What the task asks –
In the entries below, find the line with "is never registered" and the line with "fn close(&self, pool: &PostgresPool)". Return those two lines and all lines between them, exactly.

Extracted entries –
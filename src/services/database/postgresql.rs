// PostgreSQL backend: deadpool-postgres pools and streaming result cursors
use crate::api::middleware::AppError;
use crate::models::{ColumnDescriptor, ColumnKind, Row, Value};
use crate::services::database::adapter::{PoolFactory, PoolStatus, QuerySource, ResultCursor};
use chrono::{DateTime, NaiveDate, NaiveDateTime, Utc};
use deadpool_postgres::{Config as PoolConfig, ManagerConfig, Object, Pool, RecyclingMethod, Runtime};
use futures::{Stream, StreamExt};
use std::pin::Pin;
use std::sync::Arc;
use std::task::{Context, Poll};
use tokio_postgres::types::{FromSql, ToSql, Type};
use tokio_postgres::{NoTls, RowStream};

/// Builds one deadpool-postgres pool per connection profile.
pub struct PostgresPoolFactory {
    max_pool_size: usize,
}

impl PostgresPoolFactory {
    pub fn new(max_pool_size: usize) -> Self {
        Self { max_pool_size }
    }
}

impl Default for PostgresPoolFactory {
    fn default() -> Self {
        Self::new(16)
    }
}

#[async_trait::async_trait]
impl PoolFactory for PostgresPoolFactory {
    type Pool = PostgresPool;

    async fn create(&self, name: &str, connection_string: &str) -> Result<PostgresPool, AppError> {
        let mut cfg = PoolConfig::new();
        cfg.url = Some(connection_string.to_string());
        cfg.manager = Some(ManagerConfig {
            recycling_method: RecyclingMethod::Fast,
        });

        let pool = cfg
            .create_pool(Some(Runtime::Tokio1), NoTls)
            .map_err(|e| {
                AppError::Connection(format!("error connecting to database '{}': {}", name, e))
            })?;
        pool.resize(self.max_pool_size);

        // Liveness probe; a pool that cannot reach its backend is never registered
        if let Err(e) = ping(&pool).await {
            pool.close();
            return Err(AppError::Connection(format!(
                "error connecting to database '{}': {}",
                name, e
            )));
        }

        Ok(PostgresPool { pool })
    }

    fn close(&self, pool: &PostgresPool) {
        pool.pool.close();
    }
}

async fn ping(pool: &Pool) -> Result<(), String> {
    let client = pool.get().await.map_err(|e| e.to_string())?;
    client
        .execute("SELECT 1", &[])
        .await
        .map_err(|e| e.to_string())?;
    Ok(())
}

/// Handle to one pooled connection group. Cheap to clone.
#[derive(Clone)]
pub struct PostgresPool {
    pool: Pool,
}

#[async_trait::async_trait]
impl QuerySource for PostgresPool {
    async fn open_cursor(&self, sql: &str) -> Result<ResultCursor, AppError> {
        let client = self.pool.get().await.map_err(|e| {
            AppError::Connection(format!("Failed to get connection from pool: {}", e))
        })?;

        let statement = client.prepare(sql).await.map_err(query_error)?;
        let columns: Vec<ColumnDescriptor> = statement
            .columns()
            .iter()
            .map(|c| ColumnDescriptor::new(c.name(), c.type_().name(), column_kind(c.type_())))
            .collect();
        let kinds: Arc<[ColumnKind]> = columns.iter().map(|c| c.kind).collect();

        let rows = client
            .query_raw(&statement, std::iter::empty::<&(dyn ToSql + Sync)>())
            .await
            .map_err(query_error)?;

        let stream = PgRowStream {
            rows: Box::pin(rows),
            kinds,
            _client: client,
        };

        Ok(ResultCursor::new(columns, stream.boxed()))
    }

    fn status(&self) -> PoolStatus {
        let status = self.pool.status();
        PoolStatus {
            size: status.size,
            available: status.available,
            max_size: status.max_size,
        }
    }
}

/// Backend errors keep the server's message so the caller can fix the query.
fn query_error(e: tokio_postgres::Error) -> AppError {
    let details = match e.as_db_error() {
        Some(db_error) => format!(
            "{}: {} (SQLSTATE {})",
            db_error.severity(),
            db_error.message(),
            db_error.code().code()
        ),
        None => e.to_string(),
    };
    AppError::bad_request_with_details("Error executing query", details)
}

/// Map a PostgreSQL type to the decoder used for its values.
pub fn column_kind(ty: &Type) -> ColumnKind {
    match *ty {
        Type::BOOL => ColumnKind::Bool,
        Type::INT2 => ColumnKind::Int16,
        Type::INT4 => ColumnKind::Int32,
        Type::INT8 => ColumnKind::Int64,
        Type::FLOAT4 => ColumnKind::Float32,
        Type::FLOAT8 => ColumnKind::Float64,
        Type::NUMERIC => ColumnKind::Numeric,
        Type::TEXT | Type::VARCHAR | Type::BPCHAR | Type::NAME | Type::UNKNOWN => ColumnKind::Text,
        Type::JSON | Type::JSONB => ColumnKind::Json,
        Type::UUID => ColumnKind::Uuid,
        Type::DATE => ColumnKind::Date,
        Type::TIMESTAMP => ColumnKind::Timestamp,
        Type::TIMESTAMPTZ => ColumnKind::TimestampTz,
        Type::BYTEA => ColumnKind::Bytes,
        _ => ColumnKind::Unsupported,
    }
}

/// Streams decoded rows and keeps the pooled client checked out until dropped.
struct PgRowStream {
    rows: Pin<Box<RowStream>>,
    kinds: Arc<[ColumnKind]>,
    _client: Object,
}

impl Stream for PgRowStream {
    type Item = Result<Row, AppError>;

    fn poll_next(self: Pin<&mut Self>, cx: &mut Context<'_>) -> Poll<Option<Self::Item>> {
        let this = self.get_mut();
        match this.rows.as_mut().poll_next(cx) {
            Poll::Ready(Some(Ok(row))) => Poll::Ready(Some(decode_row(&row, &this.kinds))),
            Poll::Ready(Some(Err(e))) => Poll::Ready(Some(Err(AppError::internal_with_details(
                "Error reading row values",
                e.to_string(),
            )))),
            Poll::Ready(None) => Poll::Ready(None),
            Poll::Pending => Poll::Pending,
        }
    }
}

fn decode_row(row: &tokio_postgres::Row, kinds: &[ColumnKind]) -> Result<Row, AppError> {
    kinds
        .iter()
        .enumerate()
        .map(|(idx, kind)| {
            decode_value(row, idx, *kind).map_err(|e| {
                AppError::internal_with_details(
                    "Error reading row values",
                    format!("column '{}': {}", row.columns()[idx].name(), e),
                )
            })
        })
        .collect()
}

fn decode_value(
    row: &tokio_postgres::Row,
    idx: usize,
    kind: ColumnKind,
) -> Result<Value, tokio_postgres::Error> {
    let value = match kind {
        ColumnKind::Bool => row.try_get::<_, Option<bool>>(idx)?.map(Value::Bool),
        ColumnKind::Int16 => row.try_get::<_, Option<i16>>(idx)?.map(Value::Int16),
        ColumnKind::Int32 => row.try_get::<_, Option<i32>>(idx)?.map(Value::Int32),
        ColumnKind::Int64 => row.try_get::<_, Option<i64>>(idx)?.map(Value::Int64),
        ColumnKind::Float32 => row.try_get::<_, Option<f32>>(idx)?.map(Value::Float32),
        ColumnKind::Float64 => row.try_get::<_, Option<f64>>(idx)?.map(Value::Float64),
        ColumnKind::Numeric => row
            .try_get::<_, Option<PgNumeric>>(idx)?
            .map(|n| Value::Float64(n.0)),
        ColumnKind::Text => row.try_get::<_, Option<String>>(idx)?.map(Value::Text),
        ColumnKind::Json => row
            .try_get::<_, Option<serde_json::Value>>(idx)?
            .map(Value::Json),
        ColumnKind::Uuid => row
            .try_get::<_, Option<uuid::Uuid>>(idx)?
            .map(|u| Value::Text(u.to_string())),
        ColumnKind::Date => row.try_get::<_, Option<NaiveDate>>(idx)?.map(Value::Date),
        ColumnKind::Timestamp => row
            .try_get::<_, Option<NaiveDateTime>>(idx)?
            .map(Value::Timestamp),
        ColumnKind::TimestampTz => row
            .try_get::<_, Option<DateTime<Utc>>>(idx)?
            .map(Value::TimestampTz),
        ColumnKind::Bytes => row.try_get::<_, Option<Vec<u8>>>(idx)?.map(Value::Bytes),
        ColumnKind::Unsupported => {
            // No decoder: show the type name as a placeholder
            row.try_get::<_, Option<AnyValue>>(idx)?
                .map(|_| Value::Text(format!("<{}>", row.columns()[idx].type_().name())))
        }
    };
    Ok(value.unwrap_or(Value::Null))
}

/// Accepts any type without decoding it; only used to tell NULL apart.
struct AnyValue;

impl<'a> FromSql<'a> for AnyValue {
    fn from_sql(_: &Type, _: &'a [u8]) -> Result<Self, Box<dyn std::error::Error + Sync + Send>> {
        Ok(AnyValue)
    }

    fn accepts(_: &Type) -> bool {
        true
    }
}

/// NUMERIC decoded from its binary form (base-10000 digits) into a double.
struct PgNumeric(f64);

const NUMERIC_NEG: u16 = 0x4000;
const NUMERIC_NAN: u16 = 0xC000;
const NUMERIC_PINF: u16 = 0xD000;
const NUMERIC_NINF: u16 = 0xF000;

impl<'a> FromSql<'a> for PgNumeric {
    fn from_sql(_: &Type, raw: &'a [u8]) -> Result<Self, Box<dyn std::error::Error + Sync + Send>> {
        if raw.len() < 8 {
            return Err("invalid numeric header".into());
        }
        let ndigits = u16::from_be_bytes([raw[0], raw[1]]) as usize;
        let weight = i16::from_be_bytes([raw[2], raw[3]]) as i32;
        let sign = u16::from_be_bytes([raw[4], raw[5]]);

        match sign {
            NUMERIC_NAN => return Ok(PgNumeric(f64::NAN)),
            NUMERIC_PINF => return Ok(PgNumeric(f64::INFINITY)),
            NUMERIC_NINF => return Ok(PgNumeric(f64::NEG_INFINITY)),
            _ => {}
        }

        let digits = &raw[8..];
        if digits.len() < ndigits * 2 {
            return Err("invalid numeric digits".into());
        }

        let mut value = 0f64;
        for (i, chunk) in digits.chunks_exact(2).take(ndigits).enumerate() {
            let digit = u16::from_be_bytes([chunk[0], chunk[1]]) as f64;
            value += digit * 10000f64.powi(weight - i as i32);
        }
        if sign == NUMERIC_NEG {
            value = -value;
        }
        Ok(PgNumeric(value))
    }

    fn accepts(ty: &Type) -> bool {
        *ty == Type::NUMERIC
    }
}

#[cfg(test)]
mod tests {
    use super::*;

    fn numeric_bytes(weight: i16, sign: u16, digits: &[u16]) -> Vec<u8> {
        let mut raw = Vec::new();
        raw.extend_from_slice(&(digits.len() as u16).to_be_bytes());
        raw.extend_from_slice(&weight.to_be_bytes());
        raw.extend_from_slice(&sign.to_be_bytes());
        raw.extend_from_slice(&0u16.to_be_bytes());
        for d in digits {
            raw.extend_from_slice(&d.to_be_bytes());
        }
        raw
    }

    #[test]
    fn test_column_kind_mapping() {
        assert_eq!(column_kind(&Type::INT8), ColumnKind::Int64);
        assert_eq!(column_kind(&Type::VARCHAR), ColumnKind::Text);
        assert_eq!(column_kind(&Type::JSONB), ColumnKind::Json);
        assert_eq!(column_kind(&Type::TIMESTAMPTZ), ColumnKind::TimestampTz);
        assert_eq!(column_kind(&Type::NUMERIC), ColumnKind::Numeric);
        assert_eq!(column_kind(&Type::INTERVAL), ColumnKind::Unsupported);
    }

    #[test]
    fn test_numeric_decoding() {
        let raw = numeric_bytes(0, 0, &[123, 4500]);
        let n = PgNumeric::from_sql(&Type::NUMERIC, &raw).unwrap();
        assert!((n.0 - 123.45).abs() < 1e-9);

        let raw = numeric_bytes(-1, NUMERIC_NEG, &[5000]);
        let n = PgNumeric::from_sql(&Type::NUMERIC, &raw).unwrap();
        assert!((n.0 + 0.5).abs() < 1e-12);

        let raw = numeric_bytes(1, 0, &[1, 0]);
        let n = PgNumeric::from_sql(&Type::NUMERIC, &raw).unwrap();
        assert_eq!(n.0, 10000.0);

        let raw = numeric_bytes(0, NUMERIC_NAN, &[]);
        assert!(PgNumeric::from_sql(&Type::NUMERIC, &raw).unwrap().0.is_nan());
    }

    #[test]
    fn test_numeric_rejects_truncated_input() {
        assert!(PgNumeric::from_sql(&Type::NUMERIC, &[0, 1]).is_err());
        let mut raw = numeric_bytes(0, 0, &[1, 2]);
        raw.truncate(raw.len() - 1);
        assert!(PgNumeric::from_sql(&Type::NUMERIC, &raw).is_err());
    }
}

Written solution –
        // Liveness probe; a pool that cannot reach its backend is never registered
        if let Err(e) = ping(&pool).await {
            pool.close();
            return Err(AppError::Connection(format!(
                "error connecting to database '{}': {}",
                name, e
            )));
        }

        Ok(PostgresPool { pool })
    }

    fn close(&self, pool: &PostgresPool) {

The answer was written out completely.